Le applicazioni per il monitoraggio del ciclo mestruale raccolgono dati sensibili che, sebbene pseudo-anonimi, sono spesso collegati ad account personali, rendendoli estremamente appetibili per il marketing. Questi dati, venduti a terze parti, non sono tanto utilizzati per discriminazioni sul lavoro quanto per creare profili dettagliati dei consumatori. Le aziende sfruttano questi momenti di vulnerabilità e cambiamento, come l'arrivo di un figlio, per fidelizzare nuovi clienti attraverso promozioni mirate.

Il sistema di raccolta dati si basa su broker che aggregano informazioni da varie applicazioni, creando database che rappresentano una significativa porzione di consumatori. Questo processo rende difficile per un singolo datore di lavoro accedere a tali dati per scopi discriminatori, ma apre la strada a un'industria del marketing sempre più invasiva. La vendita di dati personali è spesso l'unico modello di business per queste applicazioni gratuite, dove l'utente diventa il prodotto.

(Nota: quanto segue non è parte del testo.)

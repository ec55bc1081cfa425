//! Frame timing for the window host.
//!
//! The engine advances its ambient timers by whatever delta it is handed, so
//! the host measures real frame time here and caps it: a window that was
//! minimized or dragged for a few seconds should resume smoothly instead of
//! jumping the growth timers forward.
//!
//! ```ignore
//! let mut time = Time::new();
//! // each redraw
//! let delta = time.update();
//! engine.frame(&mut renderer, delta);
//! ```

use std::time::{Duration, Instant};

/// Longest delta a single frame may report.
pub const MAX_FRAME_DELTA: Duration = Duration::from_millis(100);

/// Measures time between frames.
#[derive(Debug)]
pub struct Time {
    last_frame: Instant,
    delta: Duration,
    max_delta: Duration,
    frame_count: u64,
    fps: f32,
    fps_frame_count: u64,
    fps_update_time: Instant,
    paused: bool,
}

impl Time {
    pub fn new() -> Self {
        let now = Instant::now();
        Self {
            last_frame: now,
            delta: Duration::ZERO,
            max_delta: MAX_FRAME_DELTA,
            frame_count: 0,
            fps: 0.0,
            fps_frame_count: 0,
            fps_update_time: now,
            paused: false,
        }
    }

    /// Use a different delta cap.
    pub fn with_max_delta(mut self, max_delta: Duration) -> Self {
        self.max_delta = max_delta;
        self
    }

    /// Start a new frame and return its (capped) delta. Zero while paused.
    pub fn update(&mut self) -> Duration {
        let now = Instant::now();
        let raw = now.duration_since(self.last_frame);
        self.last_frame = now;

        self.delta = if self.paused {
            Duration::ZERO
        } else {
            raw.min(self.max_delta)
        };
        self.frame_count += 1;

        let fps_elapsed = now.duration_since(self.fps_update_time);
        if fps_elapsed >= Duration::from_millis(500) {
            let frames = self.frame_count - self.fps_frame_count;
            self.fps = frames as f32 / fps_elapsed.as_secs_f32();
            self.fps_frame_count = self.frame_count;
            self.fps_update_time = now;
        }

        self.delta
    }

    #[inline]
    pub fn delta(&self) -> Duration {
        self.delta
    }

    #[inline]
    pub fn frame(&self) -> u64 {
        self.frame_count
    }

    /// Frames per second, refreshed twice a second.
    #[inline]
    pub fn fps(&self) -> f32 {
        self.fps
    }

    #[inline]
    pub fn is_paused(&self) -> bool {
        self.paused
    }

    pub fn pause(&mut self) {
        self.paused = true;
    }

    pub fn resume(&mut self) {
        if self.paused {
            self.last_frame = Instant::now();
            self.paused = false;
        }
    }

    pub fn toggle_pause(&mut self) {
        if self.paused {
            self.resume();
        } else {
            self.pause();
        }
    }
}

impl Default for Time {
    fn default() -> Self {
        Self::new()
    }
}

#[cfg(test)]
mod tests {
    use super::*;
    use std::thread;

    #[test]
    fn test_time_new() {
        let time = Time::new();
        assert_eq!(time.frame(), 0);
        assert_eq!(time.delta(), Duration::ZERO);
        assert!(!time.is_paused());
    }

    #[test]
    fn test_time_update() {
        let mut time = Time::new();
        thread::sleep(Duration::from_millis(10));
        let delta = time.update();
        assert!(delta >= Duration::from_millis(10));
        assert_eq!(time.frame(), 1);
    }

    #[test]
    fn test_delta_is_capped() {
        let mut time = Time::new().with_max_delta(Duration::from_millis(5));
        thread::sleep(Duration::from_millis(20));
        assert_eq!(time.update(), Duration::from_millis(5));
    }

    #[test]
    fn test_time_pause() {
        let mut time = Time::new();
        time.pause();
        thread::sleep(Duration::from_millis(10));
        assert_eq!(time.update(), Duration::ZERO);

        time.toggle_pause();
        assert!(!time.is_paused());
    }
}
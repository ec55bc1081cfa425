//! Fixed-size particle storage.
//!
//! The pool is allocated once and never grows or shrinks. Modes decide which
//! slots take part in a frame through each particle's visibility flag.

use glam::Vec2;

use crate::config::{AmbientConfig, MorphConfig};
use crate::particle::Particle;
use crate::spawn::SpawnContext;

/// Owns every particle for the lifetime of an engine.
pub struct ParticlePool {
    particles: Vec<Particle>,
}

impl ParticlePool {
    /// Allocate `size` particles spread over `surface`.
    pub fn new(size: usize, ctx: &mut SpawnContext, surface: Vec2) -> Self {
        let particles = (0..size).map(|_| Particle::spawn(ctx, surface)).collect();
        Self { particles }
    }

    pub fn len(&self) -> usize {
        self.particles.len()
    }

    pub fn is_empty(&self) -> bool {
        self.particles.is_empty()
    }

    pub fn as_slice(&self) -> &[Particle] {
        &self.particles
    }

    pub fn iter(&self) -> std::slice::Iter<'_, Particle> {
        self.particles.iter()
    }

    pub fn get(&self, index: usize) -> Option<&Particle> {
        self.particles.get(index)
    }

    pub(crate) fn get_mut(&mut self, index: usize) -> Option<&mut Particle> {
        self.particles.get_mut(index)
    }

    /// Number of particles currently flagged visible.
    pub fn visible_count(&self) -> usize {
        self.particles.iter().filter(|p| p.is_visible()).count()
    }

    /// Ambient pass. Slots below `active` are visible and updated; dormant
    /// slots that wake up are released straight into motion. Slots from
    /// `active` on are hidden and skipped.
    pub fn update_ambient(
        &mut self,
        params: &AmbientConfig,
        active: usize,
        surface: Vec2,
        cursor: Option<Vec2>,
        ctx: &mut SpawnContext,
    ) {
        for (i, particle) in self.particles.iter_mut().enumerate() {
            if i >= active {
                particle.set_visible(false);
                continue;
            }
            if !particle.is_visible() {
                particle.release_to_ambient(ctx, surface);
            }
            particle.update_ambient(params, surface, cursor, ctx);
        }
    }

    /// Morph pass over visible particles.
    pub fn update_morph(&mut self, params: &MorphConfig, cursor: Option<Vec2>) {
        for particle in self.particles.iter_mut().filter(|p| p.is_visible()) {
            particle.update_morph(params, cursor);
        }
    }

    /// Hide every particle from `start` to the end of the pool.
    pub fn hide_from(&mut self, start: usize) {
        for particle in self.particles.iter_mut().skip(start) {
            particle.set_visible(false);
        }
    }

    /// Give every particle a random target inside `surface`.
    pub fn scatter_targets(&mut self, ctx: &mut SpawnContext, surface: Vec2) {
        for particle in &mut self.particles {
            particle.retarget(ctx.random_in_rect(surface.x, surface.y));
        }
    }
}
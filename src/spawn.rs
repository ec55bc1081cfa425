//! Spawn context for particle initialization.
//!
//! Every random decision the engine makes goes through one [`SpawnContext`]:
//! respawn positions, drift velocities, color tiers, breathing oscillators
//! and the point shuffle during target assignment. Seeding it makes a whole
//! engine run reproducible.

use glam::Vec2;
use rand::rngs::SmallRng;
use rand::seq::SliceRandom;
use rand::{Rng, SeedableRng};
use std::f32::consts::TAU;

/// Seeded random source with helpers for common spawn patterns.
pub struct SpawnContext {
    rng: SmallRng,
}

impl SpawnContext {
    /// Create a context seeded from the system clock.
    ///
    /// Different on every program execution.
    pub fn new() -> Self {
        let seed = std::time::SystemTime::now()
            .duration_since(std::time::UNIX_EPOCH)
            .map(|d| d.as_nanos() as u64)
            .unwrap_or(42);
        Self::from_seed(seed)
    }

    /// Create a context with a fixed seed for reproducible runs.
    pub fn from_seed(seed: u64) -> Self {
        Self {
            rng: SmallRng::seed_from_u64(seed),
        }
    }

    // ========== Random primitives ==========

    /// Random f32 between 0.0 and 1.0.
    #[inline]
    pub fn random(&mut self) -> f32 {
        self.rng.gen()
    }

    /// Random f32 in `[min, max)`. Returns `min` for an empty range.
    #[inline]
    pub fn random_range(&mut self, min: f32, max: f32) -> f32 {
        min + self.random() * (max - min)
    }

    // ========== Particle helpers ==========

    /// Uniformly random point inside the `width` x `height` rectangle at the origin.
    pub fn random_in_rect(&mut self, width: f32, height: f32) -> Vec2 {
        Vec2::new(self.random_range(0.0, width), self.random_range(0.0, height))
    }

    /// Random drift vector with each axis in `[-max_axis, max_axis)`.
    pub fn random_drift(&mut self, max_axis: f32) -> Vec2 {
        Vec2::new(
            self.random_range(-max_axis, max_axis),
            self.random_range(-max_axis, max_axis),
        )
    }

    /// Random oscillator phase in `[0, TAU)`.
    pub fn random_phase(&mut self) -> f32 {
        self.random_range(0.0, TAU)
    }

    /// Shuffle a slice in place (Fisher-Yates).
    pub fn shuffle<T>(&mut self, items: &mut [T]) {
        items.shuffle(&mut self.rng);
    }
}

impl Default for SpawnContext {
    fn default() -> Self {
        Self::new()
    }
}
//! Background shape extraction.
//!
//! Decoding images and rasterizing text can take longer than a frame, so each
//! morph request runs on its own worker thread. Results come back over a
//! channel tagged with the request generation they were issued for; the
//! engine drops any batch whose generation is no longer the latest.
//!
//! ```ignore
//! let loader = ShapeLoader::new(RasterScanner::default(), rasterizer);
//! loader.submit(1, vec![SourceConfig::text("HI")]);
//! // ... later, once per frame
//! while let Some(batch) = loader.try_recv() {
//!     // batch.generation, batch.shapes
//! }
//! ```

use std::panic::{self, AssertUnwindSafe};
use std::sync::mpsc::{self, Receiver, RecvTimeoutError, Sender};
use std::sync::Arc;
use std::thread::{self, JoinHandle};
use std::time::Duration;

use crate::raster::RasterScanner;
use crate::shape::{Shape, SourceConfig};
use crate::text::TextRasterizer;

/// The resolved result of one request.
#[derive(Debug, Clone)]
pub struct ExtractionBatch {
    pub generation: u64,
    /// Valid shapes in request order. Sources that produced no points are absent.
    pub shapes: Vec<Shape>,
}

/// Extract every source and keep the ones with at least one point.
///
/// A source whose extraction panics is dropped like any other failure.
pub fn build_shapes(
    scanner: &RasterScanner,
    rasterizer: &dyn TextRasterizer,
    sources: &[SourceConfig],
) -> Vec<Shape> {
    sources
        .iter()
        .filter_map(|source| {
            let extraction =
                panic::catch_unwind(AssertUnwindSafe(|| scanner.extract(source, rasterizer)));
            match extraction {
                Ok(extraction) => Shape::from_points(extraction.points, source.options.kind),
                Err(_) => {
                    log::warn!(
                        "extraction panicked, dropping {:?} source '{}'",
                        source.options.kind,
                        source.source
                    );
                    None
                }
            }
        })
        .collect()
}

/// Runs extraction requests off the frame thread.
pub struct ShapeLoader {
    scanner: RasterScanner,
    rasterizer: Arc<dyn TextRasterizer>,
    sender: Sender<ExtractionBatch>,
    receiver: Receiver<ExtractionBatch>,
    workers: Vec<JoinHandle<()>>,
}

impl ShapeLoader {
    pub fn new(scanner: RasterScanner, rasterizer: Arc<dyn TextRasterizer>) -> Self {
        let (sender, receiver) = mpsc::channel();
        Self {
            scanner,
            rasterizer,
            sender,
            receiver,
            workers: Vec::new(),
        }
    }

    /// Start extracting `sources` for request `generation`.
    pub fn submit(&mut self, generation: u64, sources: Vec<SourceConfig>) {
        self.workers.retain(|handle| !handle.is_finished());

        let scanner = self.scanner;
        let rasterizer = Arc::clone(&self.rasterizer);
        let sender = self.sender.clone();
        let job = move || {
            let shapes = build_shapes(&scanner, rasterizer.as_ref(), &sources);
            log::debug!(
                "request #{generation} resolved: {} of {} source(s) usable",
                shapes.len(),
                sources.len()
            );
            // The receiver only goes away when the loader is dropped.
            let _ = sender.send(ExtractionBatch { generation, shapes });
        };

        match thread::Builder::new()
            .name(format!("morphfield-extract-{generation}"))
            .spawn(job)
        {
            Ok(handle) => self.workers.push(handle),
            Err(e) => log::error!("failed to spawn extraction worker for request #{generation}: {e}"),
        }
    }

    /// Take a finished batch without blocking.
    pub fn try_recv(&self) -> Option<ExtractionBatch> {
        self.receiver.try_recv().ok()
    }

    /// Wait up to `timeout` for a finished batch.
    pub fn recv_timeout(&self, timeout: Duration) -> Option<ExtractionBatch> {
        match self.receiver.recv_timeout(timeout) {
            Ok(batch) => Some(batch),
            Err(RecvTimeoutError::Timeout | RecvTimeoutError::Disconnected) => None,
        }
    }

    /// Number of workers that have not finished yet.
    pub fn in_flight(&self) -> usize {
        self.workers.iter().filter(|h| !h.is_finished()).count()
    }

    /// Stop accepting results. Finished workers are joined; workers still
    /// running are detached and their results dropped, so a stalled decode
    /// never blocks the caller.
    pub fn shutdown(self) {
        let (finished, running): (Vec<_>, Vec<_>) =
            self.workers.into_iter().partition(|h| h.is_finished());
        for handle in finished {
            if handle.join().is_err() {
                log::warn!("an extraction worker panicked");
            }
        }
        if !running.is_empty() {
            log::debug!("detaching {} running extraction worker(s)", running.len());
        }
    }
}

La consapevolezza e la lettura attenta delle privacy policy diventano strumenti essenziali per proteggere la propria privacy. Mentre il rischio di discriminazione diretta sul lavoro appare limitato, la necessità di mantenere alta la guardia contro l'uso improprio dei dati personali è fondamentale. La questione solleva interrogativi sulla trasparenza e sull'etica delle pratiche di raccolta dati, spingendo a riflettere su quanto siamo disposti a sacrificare della nostra privacy per un servizio gratuito.